My oldest daughter has been in therapy for almost a year now for diagnosed OCD...not the handwashing kind, but the perfectionist kind. Many of the things this author is talking about are things we've discussed with both her doctor and therapist. Our brains were never meant to be stimulated 24/7 but that's the world our children are growing up in. If you haven't read Animal, Vegetable, Miracle by Barbara Kingsolver, that's another good place to really open your eyes about what we are putting into our bodies each and every day. There is even a discussion of a certain chemical (whose name I can't even pronounce) which is used as a common preservative in the foods we eat and has been linked to higher instances of anxiety disorders etc. (I'm sure I'm saying that wrong so hopefully you understand me) I read it this summer and immediately started trying to change some of our eating habits as much as possible and like you felt guilty about all this poison I'd been unknowingly feeding my children. Kingsolver also doesn't preach or tell you what you should do; she just presents the evidence and tells her family's story. I want to read Girls on the Edge as well...sounds fascinating.

Elizabeth said...

I will pass this along to my friends who have girls.
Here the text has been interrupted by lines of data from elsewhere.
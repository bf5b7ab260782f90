//! Outbound HTTP fetching and the raw-payload archive for upstream API
//! responses.

use std::collections::HashMap;
use std::path::{Path, PathBuf};
use std::sync::Arc;
use std::time::{Duration, Instant};

use anyhow::Context;
use reqwest::StatusCode;
use serde::de::DeserializeOwned;
use sha2::{Digest, Sha256};
use thiserror::Error;
use tokio::fs;
use tokio::io::AsyncWriteExt;
use tokio::sync::{Mutex, Semaphore};
use tracing::{debug, info_span, Instrument};
use uuid::Uuid;

/// Where a raw payload belongs in the archive tree.
#[derive(Debug, Clone, PartialEq, Eq)]
pub struct ArchiveKey {
    pub season_year: i32,
    pub week: Option<i32>,
    pub resource: String,
}

impl ArchiveKey {
    pub fn new(season_year: i32, week: Option<i32>, resource: impl Into<String>) -> Self {
        Self {
            season_year,
            week,
            resource: resource.into(),
        }
    }
}

#[derive(Debug, Clone)]
pub struct ArchivedPayload {
    pub content_hash: String,
    pub relative_path: PathBuf,
    pub absolute_path: PathBuf,
    pub byte_size: usize,
    pub deduplicated: bool,
}

/// Hash-addressed, write-once archive of upstream response bodies. Staging
/// rows keep a raw JSON copy for audit; the archive additionally keeps the
/// exact bytes so an import can be replayed offline.
#[derive(Debug, Clone)]
pub struct PayloadArchive {
    root: PathBuf,
}

impl PayloadArchive {
    pub fn new(root: impl Into<PathBuf>) -> Self {
        Self { root: root.into() }
    }

    pub fn root(&self) -> &Path {
        &self.root
    }

    pub fn sha256_hex(bytes: &[u8]) -> String {
        hex::encode(Sha256::digest(bytes))
    }

    pub fn relative_path_for(key: &ArchiveKey, content_hash: &str) -> PathBuf {
        let period = match key.week {
            Some(week) => format!("week-{week:02}"),
            None => "season".to_string(),
        };
        let resource = sanitize_segment(&key.resource);
        PathBuf::from(key.season_year.to_string())
            .join(period)
            .join(resource)
            .join(format!("{content_hash}.json"))
    }

    /// Write `bytes` under its content hash using a temp file + rename so a
    /// crashed import never leaves a truncated payload behind.
    pub async fn store(&self, key: &ArchiveKey, bytes: &[u8]) -> anyhow::Result<ArchivedPayload> {
        let content_hash = Self::sha256_hex(bytes);
        let relative_path = Self::relative_path_for(key, &content_hash);
        let absolute_path = self.root.join(&relative_path);
        let parent = absolute_path
            .parent()
            .map(Path::to_path_buf)
            .unwrap_or_else(|| self.root.clone());

        fs::create_dir_all(&parent)
            .await
            .with_context(|| format!("creating archive directory {}", parent.display()))?;

        let archived = |deduplicated| ArchivedPayload {
            content_hash: content_hash.clone(),
            relative_path: relative_path.clone(),
            absolute_path: absolute_path.clone(),
            byte_size: bytes.len(),
            deduplicated,
        };

        if fs::try_exists(&absolute_path)
            .await
            .with_context(|| format!("checking archive path {}", absolute_path.display()))?
        {
            return Ok(archived(true));
        }

        let temp_path = parent.join(format!(".{}.partial", Uuid::new_v4()));
        let mut file = fs::OpenOptions::new()
            .create_new(true)
            .write(true)
            .open(&temp_path)
            .await
            .with_context(|| format!("opening temp payload {}", temp_path.display()))?;
        file.write_all(bytes)
            .await
            .with_context(|| format!("writing temp payload {}", temp_path.display()))?;
        file.flush()
            .await
            .with_context(|| format!("flushing temp payload {}", temp_path.display()))?;
        drop(file);

        match fs::rename(&temp_path, &absolute_path).await {
            Ok(()) => Ok(archived(false)),
            Err(err) if err.kind() == std::io::ErrorKind::AlreadyExists => {
                let _ = fs::remove_file(&temp_path).await;
                Ok(archived(true))
            }
            Err(err) => {
                let _ = fs::remove_file(&temp_path).await;
                Err(err).with_context(|| {
                    format!(
                        "renaming payload {} -> {}",
                        temp_path.display(),
                        absolute_path.display()
                    )
                })
            }
        }
    }
}

fn sanitize_segment(input: &str) -> String {
    let cleaned = input
        .chars()
        .map(|c| if c.is_ascii_alphanumeric() || c == '-' || c == '_' { c } else { '_' })
        .collect::<String>();
    if cleaned.is_empty() {
        "unnamed".to_string()
    } else {
        cleaned
    }
}

#[derive(Debug, Clone, Copy, PartialEq, Eq)]
pub enum RetryDisposition {
    Retryable,
    NonRetryable,
}

/// Only throttling and server faults are worth another attempt; a 404 for a
/// week that has no stats yet will not improve by retrying.
pub fn classify_status(status: StatusCode) -> RetryDisposition {
    if status == StatusCode::TOO_MANY_REQUESTS || status.is_server_error() {
        RetryDisposition::Retryable
    } else {
        RetryDisposition::NonRetryable
    }
}

pub fn classify_reqwest_error(err: &reqwest::Error) -> RetryDisposition {
    if err.is_timeout() || err.is_connect() {
        RetryDisposition::Retryable
    } else {
        RetryDisposition::NonRetryable
    }
}

#[derive(Debug, Clone, Copy)]
pub struct BackoffPolicy {
    pub max_retries: usize,
    pub base_delay: Duration,
    pub max_delay: Duration,
}

impl Default for BackoffPolicy {
    fn default() -> Self {
        Self {
            max_retries: 2,
            base_delay: Duration::from_millis(500),
            max_delay: Duration::from_secs(4),
        }
    }
}

impl BackoffPolicy {
    pub fn delay_for_attempt(&self, attempt_index: usize) -> Duration {
        let factor = 1u32.checked_shl(attempt_index as u32).unwrap_or(u32::MAX);
        self.base_delay.saturating_mul(factor).min(self.max_delay)
    }
}

/// Minimum spacing between requests, shared by every caller of a fetcher.
#[derive(Debug)]
pub struct RequestPacer {
    min_interval: Duration,
    last: Mutex<Option<Instant>>,
}

impl RequestPacer {
    pub fn new(min_interval: Duration) -> Self {
        Self {
            min_interval,
            last: Mutex::new(None),
        }
    }

    pub async fn wait_turn(&self) {
        let mut last = self.last.lock().await;
        if let Some(previous) = *last {
            let elapsed = previous.elapsed();
            if elapsed < self.min_interval {
                tokio::time::sleep(self.min_interval - elapsed).await;
            }
        }
        *last = Some(Instant::now());
    }
}

#[derive(Debug, Clone)]
pub struct HttpClientConfig {
    pub timeout: Duration,
    pub user_agent: Option<String>,
    pub max_in_flight: usize,
    pub max_in_flight_per_resource: usize,
    pub backoff: BackoffPolicy,
    pub min_request_interval: Option<Duration>,
}

impl Default for HttpClientConfig {
    fn default() -> Self {
        Self {
            timeout: Duration::from_secs(30),
            user_agent: None,
            max_in_flight: 8,
            max_in_flight_per_resource: 2,
            backoff: BackoffPolicy::default(),
            min_request_interval: None,
        }
    }
}

#[derive(Debug, Clone)]
pub struct FetchedResponse {
    pub status: StatusCode,
    pub final_url: String,
    pub body: Vec<u8>,
}

impl FetchedResponse {
    pub fn json<T: DeserializeOwned>(&self) -> Result<T, FetchError> {
        serde_json::from_slice(&self.body).map_err(|source| FetchError::Decode {
            url: self.final_url.clone(),
            source,
        })
    }
}

#[derive(Debug, Error)]
pub enum FetchError {
    #[error("request failed: {0}")]
    Request(#[from] reqwest::Error),
    #[error("http status {status} for {url}")]
    HttpStatus { status: u16, url: String },
    #[error("malformed json from {url}: {source}")]
    Decode {
        url: String,
        #[source]
        source: serde_json::Error,
    },
}

impl FetchError {
    pub fn status(&self) -> Option<u16> {
        match self {
            FetchError::HttpStatus { status, .. } => Some(*status),
            FetchError::Request(err) => err.status().map(|s| s.as_u16()),
            FetchError::Decode { .. } => None,
        }
    }
}

/// Shared reqwest client with bounded concurrency, per-resource limits and
/// retry/backoff for transient failures. Reads only; nothing here mutates
/// upstream state.
#[derive(Debug)]
pub struct HttpFetcher {
    client: reqwest::Client,
    in_flight: Arc<Semaphore>,
    per_resource_limit: usize,
    per_resource: Mutex<HashMap<String, Arc<Semaphore>>>,
    pacer: Option<RequestPacer>,
    backoff: BackoffPolicy,
}

impl HttpFetcher {
    pub fn new(config: HttpClientConfig) -> anyhow::Result<Self> {
        let mut builder = reqwest::Client::builder()
            .gzip(true)
            .brotli(true)
            .timeout(config.timeout);
        if let Some(user_agent) = &config.user_agent {
            builder = builder.user_agent(user_agent.clone());
        }
        let client = builder.build().context("building reqwest client")?;

        Ok(Self {
            client,
            in_flight: Arc::new(Semaphore::new(config.max_in_flight.max(1))),
            per_resource_limit: config.max_in_flight_per_resource.max(1),
            per_resource: Mutex::new(HashMap::new()),
            pacer: config.min_request_interval.map(RequestPacer::new),
            backoff: config.backoff,
        })
    }

    async fn resource_semaphore(&self, resource: &str) -> Arc<Semaphore> {
        let mut map = self.per_resource.lock().await;
        map.entry(resource.to_string())
            .or_insert_with(|| Arc::new(Semaphore::new(self.per_resource_limit)))
            .clone()
    }

    pub async fn fetch_bytes(&self, resource: &str, url: &str) -> Result<FetchedResponse, FetchError> {
        let span = info_span!("http_fetch", resource, url);
        self.fetch_bytes_inner(resource, url).instrument(span).await
    }

    async fn fetch_bytes_inner(&self, resource: &str, url: &str) -> Result<FetchedResponse, FetchError> {
        // Semaphores are never closed, so acquire only fails on a logic error.
        let _global = self.in_flight.acquire().await.ok();
        let per_resource = self.resource_semaphore(resource).await;
        let _resource = per_resource.acquire().await.ok();

        let mut attempt = 0usize;
        loop {
            if let Some(pacer) = &self.pacer {
                pacer.wait_turn().await;
            }

            let can_retry = attempt < self.backoff.max_retries;
            match self.client.get(url).send().await {
                Ok(resp) => {
                    let status = resp.status();
                    let final_url = resp.url().to_string();
                    if status.is_success() {
                        let body = resp.bytes().await?.to_vec();
                        debug!(status = status.as_u16(), bytes = body.len(), "fetched");
                        return Ok(FetchedResponse {
                            status,
                            final_url,
                            body,
                        });
                    }
                    if can_retry && classify_status(status) == RetryDisposition::Retryable {
                        tokio::time::sleep(self.backoff.delay_for_attempt(attempt)).await;
                        attempt += 1;
                        continue;
                    }
                    return Err(FetchError::HttpStatus {
                        status: status.as_u16(),
                        url: final_url,
                    });
                }
                Err(err) => {
                    if can_retry && classify_reqwest_error(&err) == RetryDisposition::Retryable {
                        tokio::time::sleep(self.backoff.delay_for_attempt(attempt)).await;
                        attempt += 1;
                        continue;
                    }
                    return Err(FetchError::Request(err));
                }
            }
        }
    }

    pub async fn fetch_json<T: DeserializeOwned>(
        &self,
        resource: &str,
        url: &str,
    ) -> Result<(T, FetchedResponse), FetchError> {
        let response = self.fetch_bytes(resource, url).await?;
        let value = response.json::<T>()?;
        Ok((value, response))
    }
}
Although I'm familiar with the plastics disaster, I'm wondering what I might do for my daughter Sophie (who is severely disabled due to epilepsy). Although fifteen, she can only drink from a sippee cup which she has done, now, her entire life. Oy. What would I replace it with?

Amy said...

This book sounds really fascinating. I am not a parent and hope to never be a parent, but I still find the books about girls and raising them to be really interesting. Thanks for putting this on my radar.

Also, Slow Death by Rubber Duck which I recently read and reviewed had a chapter on BPA. It also talked about other chemicals kids have issues with. You might enjoy it :)

K A B L O O E Y said...

Oh. boy. I would like to put my head in the sand, but I think I'm going to have to read this book.